== REQUIRED ACTION ==
In the entries below, work out how many lines include "ErrorBody", and write only that number.

== ENTRIES SHOWN ==
* * * * * * * * *

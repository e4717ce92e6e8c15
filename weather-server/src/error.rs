use axum::{
    Json,
    extract::rejection::QueryRejection,
    http::StatusCode,
    response::{IntoResponse, Response},
};
use serde::Serialize;
use weather_core::WeatherError;

/// Wire shape of every non-2xx body.
#[derive(Debug, Serialize)]
pub struct ErrorBody {
    pub detail: String,
}

/// Failures a request can end in, each mapped to a status and a `detail` body.
#[derive(Debug)]
pub enum ApiError {
    Weather(WeatherError),
    /// Missing or unparsable query parameters.
    BadQuery(String),
}

impl ApiError {
    pub fn status(&self) -> StatusCode {
        match self {
            Self::BadQuery(_) | Self::Weather(WeatherError::InvalidCoordinate(_)) => {
                StatusCode::BAD_REQUEST
            }
            Self::Weather(WeatherError::UpstreamUnavailable { timed_out: true, .. }) => {
                StatusCode::GATEWAY_TIMEOUT
            }
            Self::Weather(
                WeatherError::UpstreamUnavailable { .. }
                | WeatherError::UpstreamStatus { .. }
                | WeatherError::MalformedResponse(_),
            ) => StatusCode::BAD_GATEWAY,
        }
    }

    fn detail(&self) -> String {
        match self {
            Self::Weather(err) => err.to_string(),
            Self::BadQuery(msg) => msg.clone(),
        }
    }
}

impl From<WeatherError> for ApiError {
    fn from(err: WeatherError) -> Self {
        Self::Weather(err)
    }
}

impl From<QueryRejection> for ApiError {
    fn from(rejection: QueryRejection) -> Self {
        Self::BadQuery(rejection.body_text())
    }
}

impl IntoResponse for ApiError {
    fn into_response(self) -> Response {
        let status = self.status();
        match &self {
            Self::Weather(err) if err.is_upstream() => {
                tracing::warn!(%status, error = %err, "upstream failure");
            }
            _ => {}
        }

        (status, Json(ErrorBody { detail: self.detail() })).into_response()
    }
}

* * * * * * * * *

== WRITTEN REPLY ==
2